## WHAT TO PRODUCE
Scan the lines below for "usize" and copy the matches.

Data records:

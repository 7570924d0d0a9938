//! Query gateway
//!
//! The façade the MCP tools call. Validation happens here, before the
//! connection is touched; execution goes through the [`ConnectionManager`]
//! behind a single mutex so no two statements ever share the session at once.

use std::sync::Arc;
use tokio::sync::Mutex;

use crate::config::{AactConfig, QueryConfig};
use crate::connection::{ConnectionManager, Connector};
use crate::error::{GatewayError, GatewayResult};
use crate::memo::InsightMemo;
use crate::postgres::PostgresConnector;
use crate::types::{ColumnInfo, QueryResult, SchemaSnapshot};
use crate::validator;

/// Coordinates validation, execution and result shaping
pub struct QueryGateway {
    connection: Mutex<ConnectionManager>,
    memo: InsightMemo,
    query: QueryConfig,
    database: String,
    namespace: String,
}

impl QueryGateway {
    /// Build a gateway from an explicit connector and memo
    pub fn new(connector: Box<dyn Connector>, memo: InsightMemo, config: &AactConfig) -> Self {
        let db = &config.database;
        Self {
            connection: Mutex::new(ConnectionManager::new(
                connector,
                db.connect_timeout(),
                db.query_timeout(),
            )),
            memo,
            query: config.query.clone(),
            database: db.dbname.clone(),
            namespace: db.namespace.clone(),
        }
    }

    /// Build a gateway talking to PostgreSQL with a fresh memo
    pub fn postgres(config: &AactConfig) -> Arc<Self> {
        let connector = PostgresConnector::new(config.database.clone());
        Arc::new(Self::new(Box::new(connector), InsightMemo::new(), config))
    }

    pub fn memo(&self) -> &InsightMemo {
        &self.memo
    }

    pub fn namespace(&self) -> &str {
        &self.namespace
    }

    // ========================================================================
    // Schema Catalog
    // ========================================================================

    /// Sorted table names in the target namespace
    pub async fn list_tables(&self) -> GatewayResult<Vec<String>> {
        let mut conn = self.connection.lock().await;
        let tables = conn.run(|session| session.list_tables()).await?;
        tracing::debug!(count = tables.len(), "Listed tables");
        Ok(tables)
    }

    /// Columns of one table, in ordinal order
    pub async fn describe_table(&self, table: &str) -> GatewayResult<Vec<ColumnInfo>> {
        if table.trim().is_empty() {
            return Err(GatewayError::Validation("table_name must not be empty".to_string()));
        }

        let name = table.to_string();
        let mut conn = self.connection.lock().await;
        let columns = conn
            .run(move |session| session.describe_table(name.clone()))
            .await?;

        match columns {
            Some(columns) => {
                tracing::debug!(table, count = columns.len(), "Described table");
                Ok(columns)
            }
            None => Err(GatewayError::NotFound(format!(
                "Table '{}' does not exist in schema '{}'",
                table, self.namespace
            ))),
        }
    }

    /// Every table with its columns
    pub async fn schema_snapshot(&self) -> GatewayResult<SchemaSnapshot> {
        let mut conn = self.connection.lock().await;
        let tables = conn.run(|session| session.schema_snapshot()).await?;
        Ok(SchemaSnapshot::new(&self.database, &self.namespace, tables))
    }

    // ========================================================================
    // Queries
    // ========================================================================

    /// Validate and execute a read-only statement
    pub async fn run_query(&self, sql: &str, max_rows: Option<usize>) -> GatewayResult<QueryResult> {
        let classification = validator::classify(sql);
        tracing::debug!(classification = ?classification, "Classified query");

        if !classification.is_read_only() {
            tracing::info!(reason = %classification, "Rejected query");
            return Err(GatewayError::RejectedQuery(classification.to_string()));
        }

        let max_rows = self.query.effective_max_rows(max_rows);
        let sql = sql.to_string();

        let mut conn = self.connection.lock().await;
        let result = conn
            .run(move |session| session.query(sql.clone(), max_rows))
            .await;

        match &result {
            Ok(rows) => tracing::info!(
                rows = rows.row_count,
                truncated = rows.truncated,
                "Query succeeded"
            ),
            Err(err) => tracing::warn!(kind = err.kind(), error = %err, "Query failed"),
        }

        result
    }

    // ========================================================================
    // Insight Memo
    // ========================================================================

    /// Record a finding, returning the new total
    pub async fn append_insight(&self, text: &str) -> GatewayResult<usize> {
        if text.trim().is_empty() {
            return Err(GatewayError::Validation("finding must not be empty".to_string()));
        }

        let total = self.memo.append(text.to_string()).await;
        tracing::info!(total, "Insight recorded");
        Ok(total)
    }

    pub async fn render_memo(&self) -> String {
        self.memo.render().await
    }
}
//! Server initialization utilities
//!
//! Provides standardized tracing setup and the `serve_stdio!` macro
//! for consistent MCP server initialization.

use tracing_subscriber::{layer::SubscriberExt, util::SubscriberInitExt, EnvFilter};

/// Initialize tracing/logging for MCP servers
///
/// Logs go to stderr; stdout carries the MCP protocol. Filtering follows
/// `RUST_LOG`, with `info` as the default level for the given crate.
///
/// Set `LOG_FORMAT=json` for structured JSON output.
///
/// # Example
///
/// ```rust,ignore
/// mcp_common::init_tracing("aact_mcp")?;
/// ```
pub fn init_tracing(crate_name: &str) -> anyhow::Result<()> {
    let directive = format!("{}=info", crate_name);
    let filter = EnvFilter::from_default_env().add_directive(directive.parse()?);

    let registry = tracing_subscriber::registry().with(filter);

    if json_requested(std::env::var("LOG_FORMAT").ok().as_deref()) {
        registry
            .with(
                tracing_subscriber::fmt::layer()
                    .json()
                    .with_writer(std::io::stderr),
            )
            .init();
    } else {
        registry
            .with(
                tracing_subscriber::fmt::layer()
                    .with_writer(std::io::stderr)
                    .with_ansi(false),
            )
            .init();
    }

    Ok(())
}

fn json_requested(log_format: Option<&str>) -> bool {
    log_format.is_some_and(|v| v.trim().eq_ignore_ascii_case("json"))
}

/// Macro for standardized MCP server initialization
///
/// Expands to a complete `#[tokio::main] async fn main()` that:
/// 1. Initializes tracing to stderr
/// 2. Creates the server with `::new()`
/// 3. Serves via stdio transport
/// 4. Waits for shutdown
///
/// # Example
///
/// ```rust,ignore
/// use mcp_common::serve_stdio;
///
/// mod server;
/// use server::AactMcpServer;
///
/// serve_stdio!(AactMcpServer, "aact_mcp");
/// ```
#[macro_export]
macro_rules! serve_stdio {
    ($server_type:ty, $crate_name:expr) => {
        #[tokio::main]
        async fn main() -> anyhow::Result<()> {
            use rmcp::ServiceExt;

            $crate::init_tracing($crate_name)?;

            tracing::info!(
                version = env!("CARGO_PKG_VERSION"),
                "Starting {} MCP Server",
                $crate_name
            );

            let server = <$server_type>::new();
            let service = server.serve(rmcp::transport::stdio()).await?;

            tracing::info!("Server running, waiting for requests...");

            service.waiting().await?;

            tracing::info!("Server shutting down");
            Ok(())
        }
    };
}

## TASK RESPONSE
    pub async fn run_query(&self, sql: &str, max_rows: Option<usize>) -> GatewayResult<QueryResult> {
    pub async fn append_insight(&self, text: &str) -> GatewayResult<usize> {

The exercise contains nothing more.